## [Your task]
Word for word, retype the first line of the records and every following line through the one containing "in alphabetical order".

============================================================

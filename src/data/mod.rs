//! Data structures for the game world
//!
//! Defines the mansion map, the clue collection, the clue to suspect
//! association table, the suspect tally and the startup fixture.

pub mod associations;
pub mod clues;
pub mod fixture;
pub mod mansion;
pub mod tally;

pub use associations::*;
pub use clues::*;
pub use fixture::*;
pub use mansion::*;
pub use tally::*;

use serde::{Deserialize, Serialize};

/// Severity levels for log messages
#[derive(Debug, Clone, Copy, PartialEq, Eq, PartialOrd, Ord, Hash, Serialize, Deserialize)]
pub enum Severity {
    Info,
    Low,
    Medium,
    High,
}

impl Severity {
    pub fn symbol(&self) -> &'static str {
        match self {
            Severity::Info => "ℹ",
            Severity::Low => "◆",
            Severity::Medium => "▲",
            Severity::High => "●",
        }
    }
}
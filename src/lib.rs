//! Detective Quest: The Final Chapter
//!
//! A mansion-exploring detective text adventure. Walk the rooms of a
//! manor, pick up the clues left behind, watch them pile up against the
//! suspects, then make your accusation.
//!
//! # Game Mechanics
//!
//! - **Exploration**: Move left, right or back through a tree of rooms
//! - **Clues**: Every clue you find is filed once, in alphabetical order
//! - **Suspects**: Each clue encounter counts against the suspect it points to
//! - **Verdict**: An accusation needs at least two clue encounters to stand
//!
//! # Architecture
//!
//! - `data` - Mansion map, clue collection, association table, suspect tally, fixtures
//! - `game` - Exploration engine, verdict rules, narrative text, message log
//! - `tui` - Terminal user interface with ratatui, plus a line-oriented console

pub mod data;
pub mod game;
pub mod tui;

pub use data::*;
pub use game::Game;

/// Game version
pub const VERSION: &str = env!("CARGO_PKG_VERSION");

/// Result type for the game
pub type Result<T> = anyhow::Result<T>;

/// Custom error types
#[derive(thiserror::Error, Debug)]
pub enum GameError {
    #[error("The mansion has no rooms")]
    EmptyMansion,

    #[error("Room defined twice: {0}")]
    DuplicateRoom(String),

    #[error("Room not found: {0}")]
    UnknownRoom(String),

    #[error("Room {parent} already has a {side} passage")]
    ChildAlreadyAssigned { parent: String, side: Side },

    #[error("Room {0} is reachable from more than one parent")]
    MultipleParents(String),

    #[error("The entrance {0} cannot be another room's child")]
    RootHasParent(String),

    #[error("Room {0} cannot be reached from the entrance")]
    UnreachableRoom(String),

    #[error("Suspect capacity must be at least 1")]
    InvalidCapacity,

    #[error("Could not read fixture {path}: {source}")]
    FixtureIo {
        path: String,
        #[source]
        source: std::io::Error,
    },

    #[error("Fixture is malformed: {0}")]
    FixtureParse(#[from] toml::de::Error),
}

============================================================

## [Solved problem]
filename src/data/mod.rs
//! Data structures for the game world
//!
//! Defines the mansion map, the clue collection, the clue to suspect
//! association table, the suspect tally and the startup fixture.

pub mod associations;
pub mod clues;
pub mod fixture;
pub mod mansion;
pub mod tally;

pub use associations::*;
pub use clues::*;
pub use fixture::*;
pub use mansion::*;
pub use tally::*;

use serde::{Deserialize, Serialize};

/// Severity levels for log messages
#[derive(Debug, Clone, Copy, PartialEq, Eq, PartialOrd, Ord, Hash, Serialize, Deserialize)]
pub enum Severity {
    Info,
    Low,
    Medium,
    High,
}

impl Severity {
    pub fn symbol(&self) -> &'static str {
        match self {
            Severity::Info => "ℹ",
            Severity::Low => "◆",
            Severity::Medium => "▲",
            Severity::High => "●",
        }
    }
}
filename src/lib.rs
//! Detective Quest: The Final Chapter
//!
//! A mansion-exploring detective text adventure. Walk the rooms of a
//! manor, pick up the clues left behind, watch them pile up against the
//! suspects, then make your accusation.
//!
//! # Game Mechanics
//!
//! - **Exploration**: Move left, right or back through a tree of rooms
//! - **Clues**: Every clue you find is filed once, in alphabetical order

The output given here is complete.